|
Mila 0.13.48
Deep Neural Network Library
|
KV-cache inference interface for packed-QKV MHA backends. More...


Public Member Functions | |
| ~IPackedKvInference () override=default | |
| virtual void | decode (const ITensor &input, ITensor &output, int position)=0 |
| Process a single autoregressive token against the KV cache. | |
| virtual void | prefill (const ITensor &qkv, ITensor &output)=0 |
| Populate the KV cache from a packed QKV sequence and compute output. | |
| Public Member Functions inherited from Mila::Dnn::Compute::IKvCacheLifecycle | |
| virtual | ~IKvCacheLifecycle ()=default |
| virtual void | initializeKvCache (int batch_size, int max_sequence_length)=0 |
| Allocate the KV cache for a given batch size and maximum sequence length. | |
| virtual void | resetKvCache ()=0 |
| Reset the KV cache to an empty state, preserving the allocation. | |
KV-cache inference interface for packed-QKV MHA backends.

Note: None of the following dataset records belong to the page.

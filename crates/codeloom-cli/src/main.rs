//! codeloom - LLM workflow runner
//!
//! - `codeloom agent`: iterative coding agent inside a workspace directory
//! - `codeloom schema`: Mermaid ER diagram to SQL, optionally applied to SQLite

use std::path::PathBuf;

use anyhow::Result;
use clap::{Args, Parser, Subcommand};

use codeloom_core::{paths, AppConfig};

mod commands;

/// codeloom - LLM workflow runner
#[derive(Parser)]
#[command(name = "codeloom")]
#[command(about = "Run LLM-driven coding and schema workflows", long_about = None)]
struct Cli {
    #[command(subcommand)]
    command: Commands,

    /// Config file (defaults to ~/.codeloom/config.toml)
    #[arg(long, global = true)]
    config: Option<PathBuf>,

    /// Override the model from the config
    #[arg(long, global = true)]
    model: Option<String>,

    /// Log to stderr instead of ~/.codeloom/logs/codeloom.log
    #[arg(long, global = true)]
    log_stderr: bool,
}

#[derive(Subcommand)]
enum Commands {
    /// Run the coding agent on a task
    ///
    /// The agent reads and writes files and runs shell commands inside the
    /// workspace until it calls attempt_completion.
    Agent(AgentArgs),

    /// Generate SQL from a Mermaid ER diagram
    ///
    /// Validates and corrects the diagram, generates CREATE and ALTER
    /// statements, writes them as a script, and optionally applies them.
    Schema(SchemaArgs),
}

#[derive(Args)]
pub struct AgentArgs {
    /// Project directory the agent works in
    #[arg(short, long, default_value = ".")]
    pub workspace: PathBuf,

    /// Task description
    #[arg(short, long, conflicts_with = "task_file", required_unless_present = "task_file")]
    pub task: Option<String>,

    /// Read the task description from a file
    #[arg(long)]
    pub task_file: Option<PathBuf>,

    /// Send tool errors back to the model instead of stopping
    #[arg(long)]
    pub report_tool_errors: bool,

    /// Run the command suggested by attempt_completion
    #[arg(long)]
    pub run_command: bool,

    #[arg(long)]
    pub max_steps: Option<usize>,
}

#[derive(Args)]
pub struct SchemaArgs {
    /// Mermaid ER diagram file
    #[arg(short, long)]
    pub diagram: PathBuf,

    /// Where to write the SQL script
    #[arg(short, long, default_value = "schema.sql")]
    pub out: PathBuf,

    /// Emit a DROP/CREATE/USE DATABASE preamble for this name
    #[arg(long)]
    pub database: Option<String>,

    /// Apply the generated statements to this SQLite database
    #[arg(long)]
    pub apply_sqlite: Option<PathBuf>,

    /// Ask on the terminal for corrected statements instead of the model
    #[arg(long)]
    pub operator: bool,

    /// Generate per-table statements concurrently
    #[arg(long)]
    pub parallel: bool,

    /// Print the result (and apply report) as JSON
    #[arg(long)]
    pub json: bool,
}

fn init_logging(to_stderr: bool) -> Result<()> {
    let filter = tracing_subscriber::EnvFilter::from_default_env()
        .add_directive(tracing::Level::INFO.into());

    if to_stderr {
        tracing_subscriber::fmt()
            .with_env_filter(filter)
            .with_writer(std::io::stderr)
            .init();
        return Ok(());
    }

    let log_dir = match paths::ensure_logs_dir() {
        Ok(dir) => dir,
        Err(e) => {
            eprintln!("Failed to create log directory: {}, logging to stderr", e);
            tracing_subscriber::fmt()
                .with_env_filter(filter)
                .with_writer(std::io::stderr)
                .init();
            return Ok(());
        }
    };

    let log_file = std::fs::File::create(log_dir.join(codeloom_core::constants::paths::LOG_FILE_NAME))?;
    tracing_subscriber::fmt()
        .with_env_filter(filter)
        .with_writer(std::sync::Mutex::new(log_file))
        .with_ansi(false)
        .init();
    Ok(())
}

#[tokio::main]
async fn main() -> Result<()> {
    let cli = Cli::parse();
    init_logging(cli.log_stderr)?;

    let mut config = match &cli.config {
        Some(path) => {
            let mut config = AppConfig::load_from_path(path)?;
            config.apply_env_with(|key| std::env::var(key).ok());
            config
        }
        None => AppConfig::load()?,
    };
    if let Some(model) = cli.model {
        config.ai.model = model;
    }

    match cli.command {
        Commands::Agent(args) => commands::run_agent(&config, args).await,
        Commands::Schema(args) => commands::run_schema(&config, args).await,
    }
}
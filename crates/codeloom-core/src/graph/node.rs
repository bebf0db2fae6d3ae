//! Node and router abstractions

use std::future::Future;
use std::marker::PhantomData;

use async_trait::async_trait;

use crate::error::WorkflowError;

/// One unit of work: consumes the current state, produces the next one.
#[async_trait]
pub trait Node<S: Send + 'static>: Send + Sync {
    async fn run(&self, state: S) -> Result<S, WorkflowError>;
}

/// Reads the just-produced state and returns a branch label.
pub type Router<S> = Box<dyn Fn(&S) -> String + Send + Sync>;

/// Adapter turning an async closure into a `Node`
pub struct FnNode<S, F> {
    func: F,
    _state: PhantomData<fn(S) -> S>,
}

/// Wrap `func` as a node
pub fn node_fn<S, F, Fut>(func: F) -> FnNode<S, F>
where
    S: Send + 'static,
    F: Fn(S) -> Fut + Send + Sync,
    Fut: Future<Output = Result<S, WorkflowError>> + Send,
{
    FnNode {
        func,
        _state: PhantomData,
    }
}

#[async_trait]
impl<S, F, Fut> Node<S> for FnNode<S, F>
where
    S: Send + 'static,
    F: Fn(S) -> Fut + Send + Sync,
    Fut: Future<Output = Result<S, WorkflowError>> + Send,
{
    async fn run(&self, state: S) -> Result<S, WorkflowError> {
        (self.func)(state).await
    }
}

Implemented by GPT-style MHA backends (e.g. CudaMultiHeadAttentionOp). Uses fused QKV input throughout — Q, K, and V are concatenated along the feature axis and split internally by the backend kernel.
Position is implicit: GPT-style MHA always begins prefill at position 0. Absolute positional encoding is handled upstream by Lpe, not inside attention.
Two-phase inference protocol: prefill — populate the KV cache from the full prompt sequence. decode — process one autoregressive token against the accumulated cache.
|
overridedefault |
|
pure virtual |
Process a single autoregressive token against the KV cache.
| input | Packed QKV single-token input [B, 1, 3 * embedding_dim]. |
| output | Pre-allocated output [B, 1, embedding_dim]. |
| position | Zero-based absolute sequence position into the KV cache. |
Implemented in Mila::Dnn::Compute::Cuda::MultiHeadAttention::CudaMultiHeadAttentionOp< TPrecision >, Mila::Dnn::Compute::Cuda::MultiHeadAttention::CudaMultiHeadAttentionOp< TensorDataType::BF16 >, and Mila::Dnn::Compute::Cuda::MultiHeadAttention::CudaMultiHeadAttentionOp< TensorDataType::FP32 >.
|
pure virtual |
Populate the KV cache from a packed QKV sequence and compute output.
| qkv | Packed QKV input [B, T, 3 * embedding_dim]. |
| output | Pre-allocated attention output [B, T, embedding_dim]. |
Implemented in Mila::Dnn::Compute::Cuda::MultiHeadAttention::CudaMultiHeadAttentionOp< TPrecision >, Mila::Dnn::Compute::Cuda::MultiHeadAttention::CudaMultiHeadAttentionOp< TensorDataType::BF16 >, and Mila::Dnn::Compute::Cuda::MultiHeadAttention::CudaMultiHeadAttentionOp< TensorDataType::FP32 >.